* [Work request]: Exactly the lines from the opening of the data through the line containing "pub use render_state::FrameRenderer;" should be reproduced, please, with nothing added.

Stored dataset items
_ _ _ _ _ _ _
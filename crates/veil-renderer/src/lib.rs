//! OpenGL state layer and separable Gaussian blur.
//!
//! Every driver call goes through a [`GlBackend`]. The texture binding cache,
//! framebuffer attachment bookkeeping and shader reflection all rely on
//! being the only code that touches the state they track.

pub mod blur;
pub mod context;
pub mod error;
pub mod framebuffer;
pub mod gl;
pub mod perf;
pub mod program;
pub mod render_state;
pub mod shaders;
pub mod texture;
pub mod texture_units;

pub use blur::{BlurConfiguration, BlurKernel, BlurMask, SeparableBlur};
pub use context::GpuContext;
pub use error::{GlError, GlResult};
pub use framebuffer::{ColorAttachment, Framebuffer};
pub use gl::{GlBackend, GlowBackend, RecordingBackend};
pub use perf::FrameClock;
pub use program::{SamplerScope, ShaderProgram, ShaderSources, UniformKey};
pub use render_state::FrameRenderer;
pub use texture::{Renderbuffer, Sampler, Texture, TextureDescriptor};
pub use texture_units::{TextureUnit, TextureUnitCache};

#[cfg(test)]
pub(crate) mod test_support {
    use std::rc::Rc;

    use crate::context::GpuContext;
    use crate::gl::RecordingBackend;

    /// Context over a fresh recorder. The quad vertex array is name 1.
    pub fn recording_context() -> (Rc<RecordingBackend>, GpuContext) {
        let gl = Rc::new(RecordingBackend::new());
        let ctx = GpuContext::new(gl.clone()).expect("recording backend never fails");
        (gl, ctx)
    }
}
use std::fmt;
use std::rc::Rc;
use std::sync::atomic::{AtomicU64, Ordering};

use super::backend::{GlBackend, GlName, ObjectKind, ShaderStage};
use crate::error::{GlError, GlResult};

static NEXT_OBJECT_KEY: AtomicU64 = AtomicU64::new(1);

/// Process-unique identity of a driver object.
///
/// Drivers recycle names after deletion, so bookkeeping that outlives a
/// single object keys on this instead of the raw name.
#[derive(Debug, Clone, Copy, PartialEq, Eq, Hash, PartialOrd, Ord)]
pub struct ObjectKey(u64);

impl ObjectKey {
    fn next() -> Self {
        Self(NEXT_OBJECT_KEY.fetch_add(1, Ordering::Relaxed))
    }
}

impl fmt::Display for ObjectKey {
    fn fmt(&self, f: &mut fmt::Formatter<'_>) -> fmt::Result {
        write!(f, "#{}", self.0)
    }
}

/// Owner of one driver object. Deletes the object on drop.
pub struct GlHandle {
    kind: ObjectKind,
    name: GlName,
    key: ObjectKey,
    gl: Rc<dyn GlBackend>,
}

impl GlHandle {
    pub fn create(gl: &Rc<dyn GlBackend>, kind: ObjectKind) -> GlResult<Self> {
        let name = gl
            .create_object(kind)
            .map_err(|e| GlError::Driver(format!("failed to create {kind:?}: {e}")))?;
        Ok(Self::wrap(gl, kind, name))
    }

    pub fn create_shader(gl: &Rc<dyn GlBackend>, stage: ShaderStage) -> GlResult<Self> {
        let name = gl
            .create_shader(stage)
            .map_err(|e| GlError::Driver(format!("failed to create {stage} shader: {e}")))?;
        Ok(Self::wrap(gl, ObjectKind::Shader, name))
    }

    fn wrap(gl: &Rc<dyn GlBackend>, kind: ObjectKind, name: GlName) -> Self {
        Self {
            kind,
            name,
            key: ObjectKey::next(),
            gl: Rc::clone(gl),
        }
    }

    pub fn kind(&self) -> ObjectKind {
        self.kind
    }

    pub fn name(&self) -> GlName {
        self.name
    }

    pub fn key(&self) -> ObjectKey {
        self.key
    }

    pub fn gl(&self) -> &Rc<dyn GlBackend> {
        &self.gl
    }
}

impl fmt::Debug for GlHandle {
    fn fmt(&self, f: &mut fmt::Formatter<'_>) -> fmt::Result {
        f.debug_struct("GlHandle")
            .field("kind", &self.kind)
            .field("name", &self.name)
            .field("key", &self.key)
            .finish()
    }
}

impl Drop for GlHandle {
    fn drop(&mut self) {
        self.gl.delete_object(self.kind, self.name);
    }
}
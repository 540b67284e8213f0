//! Uniform keys and reflected uniform metadata.

use std::fmt;

use veil_common::crc32;

use crate::texture_units::TextureUnit;

/// CRC-32 of a uniform name as the driver reports it.
///
/// Arrays are reported with a `[0]` suffix, so the key for
/// `uniform float uWeights[8];` is `UniformKey::new("uWeights[0]")`.
#[derive(Debug, Clone, Copy, PartialEq, Eq, Hash, PartialOrd, Ord)]
pub struct UniformKey(u32);

impl UniformKey {
    pub const fn new(name: &str) -> Self {
        Self(crc32(name.as_bytes()))
    }

    pub const fn value(self) -> u32 {
        self.0
    }
}

impl fmt::Display for UniformKey {
    fn fmt(&self, f: &mut fmt::Formatter<'_>) -> fmt::Result {
        write!(f, "{:#010x}", self.0)
    }
}

/// Declared GLSL type of a uniform.
#[derive(Debug, Clone, Copy, PartialEq, Eq, Hash)]
pub enum UniformType {
    Float,
    Int,
    UInt,
    Bool,
    Vec2,
    Vec3,
    Vec4,
    IVec2,
    IVec3,
    IVec4,
    Mat3,
    Mat4,
    Sampler2D,
    Sampler2DArray,
    Sampler2DShadow,
    Sampler3D,
    SamplerCube,
    IntSampler2D,
    UIntSampler2D,
    /// Anything else, by GL type enum.
    Other(u32),
}

impl UniformType {
    pub fn from_gl(utype: u32) -> Self {
        match utype {
            glow::FLOAT => Self::Float,
            glow::INT => Self::Int,
            glow::UNSIGNED_INT => Self::UInt,
            glow::BOOL => Self::Bool,
            glow::FLOAT_VEC2 => Self::Vec2,
            glow::FLOAT_VEC3 => Self::Vec3,
            glow::FLOAT_VEC4 => Self::Vec4,
            glow::INT_VEC2 => Self::IVec2,
            glow::INT_VEC3 => Self::IVec3,
            glow::INT_VEC4 => Self::IVec4,
            glow::FLOAT_MAT3 => Self::Mat3,
            glow::FLOAT_MAT4 => Self::Mat4,
            glow::SAMPLER_2D => Self::Sampler2D,
            glow::SAMPLER_2D_ARRAY => Self::Sampler2DArray,
            glow::SAMPLER_2D_SHADOW => Self::Sampler2DShadow,
            glow::SAMPLER_3D => Self::Sampler3D,
            glow::SAMPLER_CUBE => Self::SamplerCube,
            glow::INT_SAMPLER_2D => Self::IntSampler2D,
            glow::UNSIGNED_INT_SAMPLER_2D => Self::UIntSampler2D,
            other => Self::Other(other),
        }
    }

    pub fn is_sampler(self) -> bool {
        matches!(
            self,
            Self::Sampler2D
                | Self::Sampler2DArray
                | Self::Sampler2DShadow
                | Self::Sampler3D
                | Self::SamplerCube
                | Self::IntSampler2D
                | Self::UIntSampler2D
        )
    }
}

/// Reflected metadata for one active uniform.
#[derive(Debug, Clone, PartialEq, Eq)]
pub struct UniformDescriptor {
    pub location: u32,
    pub kind: UniformType,
    /// Declared array length, 1 for scalars.
    pub array_size: u32,
    pub name: String,
    /// Unit assigned at link time; only samplers have one.
    pub texture_unit: Option<TextureUnit>,
}

impl UniformDescriptor {
    pub fn key(&self) -> UniformKey {
        UniformKey::new(&self.name)
    }
}

#[cfg(test)]
mod tests {
    use super::*;

    #[test]
    fn key_is_crc32_of_name() {
        assert_eq!(UniformKey::new("123456789").value(), 0xCBF4_3926);
    }

    #[test]
    fn key_usable_as_const() {
        const DIRECTION: UniformKey = UniformKey::new("uBlurDirection");
        assert_eq!(DIRECTION, UniformKey::new("uBlurDirection"));
        assert_ne!(DIRECTION, UniformKey::new("uBlurDirection[0]"));
    }

    #[test]
    fn key_display_is_hex() {
        assert_eq!(UniformKey::new("123456789").to_string(), "0xcbf43926");
    }

    #[test]
    fn sampler_types_are_detected() {
        assert!(UniformType::from_gl(glow::SAMPLER_2D).is_sampler());
        assert!(UniformType::from_gl(glow::SAMPLER_2D_ARRAY).is_sampler());
        assert!(!UniformType::from_gl(glow::FLOAT_VEC2).is_sampler());
        assert_eq!(UniformType::from_gl(0xDEAD), UniformType::Other(0xDEAD));
    }
}
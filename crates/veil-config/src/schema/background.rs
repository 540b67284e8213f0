//! Procedural background pattern drawn into the scene target.

use serde::{Deserialize, Serialize};

/// Animated checkerboard colors and cell size.
#[derive(Debug, Clone, PartialEq, Serialize, Deserialize)]
#[serde(default)]
pub struct BackgroundConfig {
    /// Hex color (`#rrggbb` or `#rrggbbaa`).
    pub primary: String,
    pub secondary: String,
    /// Checker cell edge in pixels (valid range: 4-512).
    pub cell_size: u32,
    /// Scroll speed in cells per second (valid range: 0.0-10.0).
    pub animation_speed: f64,
}

impl Default for BackgroundConfig {
    fn default() -> Self {
        Self {
            primary: "#1e1e2e".into(),
            secondary: "#cba6f7".into(),
            cell_size: 48,
            animation_speed: 0.5,
        }
    }
}
//! Gaussian weights folded for bilinear sampling.
//!
//! Two neighbouring texels `i` and `i + 1` are fetched with one sample
//! placed between them at the weighted offset, so a kernel of radius `r`
//! needs `1 + r / 2` taps per side instead of `1 + r`.

use super::BlurConfiguration;

/// Largest tap count the blur shader declares.
pub const MAX_KERNEL_TAPS: usize = 32;

#[derive(Debug, Clone, Copy, PartialEq)]
pub struct KernelTap {
    pub weight: f32,
    /// Distance from the centre in texels.
    pub offset: f32,
}

/// Reduced kernel, centre tap first.
#[derive(Debug, Clone, Default, PartialEq)]
pub struct BlurKernel {
    weights: Vec<f32>,
    offsets: Vec<f32>,
}

impl BlurKernel {
    pub fn build(config: &BlurConfiguration) -> Self {
        let radius = config.normalized_radius();
        let raw = gaussian_weights(radius, config.sigma);

        let mut kernel = Self {
            weights: vec![raw[0]],
            offsets: vec![0.0],
        };
        for i in (1..radius as usize).step_by(2) {
            let (w1, w2) = (raw[i], raw[i + 1]);
            let total = w1 + w2;
            kernel.weights.push(total);
            kernel
                .offsets
                .push((i as f32 * w1 + (i + 1) as f32 * w2) / total);
        }
        kernel
    }

    pub fn weights(&self) -> &[f32] {
        &self.weights
    }

    pub fn offsets(&self) -> &[f32] {
        &self.offsets
    }

    pub fn len(&self) -> usize {
        self.weights.len()
    }

    pub fn is_empty(&self) -> bool {
        self.weights.is_empty()
    }

    pub fn taps(&self) -> impl Iterator<Item = KernelTap> + '_ {
        self.weights
            .iter()
            .zip(&self.offsets)
            .map(|(&weight, &offset)| KernelTap { weight, offset })
    }
}

/// One side of a normalized 1D Gaussian, `radius + 1` entries.
///
/// Entry 0 is the centre; the mirrored kernel sums to 1.
pub fn gaussian_weights(radius: u32, sigma: f32) -> Vec<f32> {
    let two_sigma_sq = 2.0 * sigma * sigma;
    let mut weights: Vec<f32> = (0..=radius)
        .map(|i| {
            let x = i as f32;
            (-(x * x) / two_sigma_sq).exp()
        })
        .collect();
    let total = weights[0] + 2.0 * weights[1..].iter().sum::<f32>();
    for weight in &mut weights {
        *weight /= total;
    }
    weights
}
_ _ _ _ _ _ _
* [Answer box]:
filename crates/veil-renderer/src/lib.rs
//! OpenGL state layer and separable Gaussian blur.
//!
//! Every driver call goes through a [`GlBackend`]. The texture binding cache,
//! framebuffer attachment bookkeeping and shader reflection all rely on
//! being the only code that touches the state they track.

pub mod blur;
pub mod context;
pub mod error;
pub mod framebuffer;
pub mod gl;
pub mod perf;
pub mod program;
pub mod render_state;
pub mod shaders;
pub mod texture;
pub mod texture_units;

pub use blur::{BlurConfiguration, BlurKernel, BlurMask, SeparableBlur};
pub use context::GpuContext;
pub use error::{GlError, GlResult};
pub use framebuffer::{ColorAttachment, Framebuffer};
pub use gl::{GlBackend, GlowBackend, RecordingBackend};
pub use perf::FrameClock;
pub use program::{SamplerScope, ShaderProgram, ShaderSources, UniformKey};
pub use render_state::FrameRenderer;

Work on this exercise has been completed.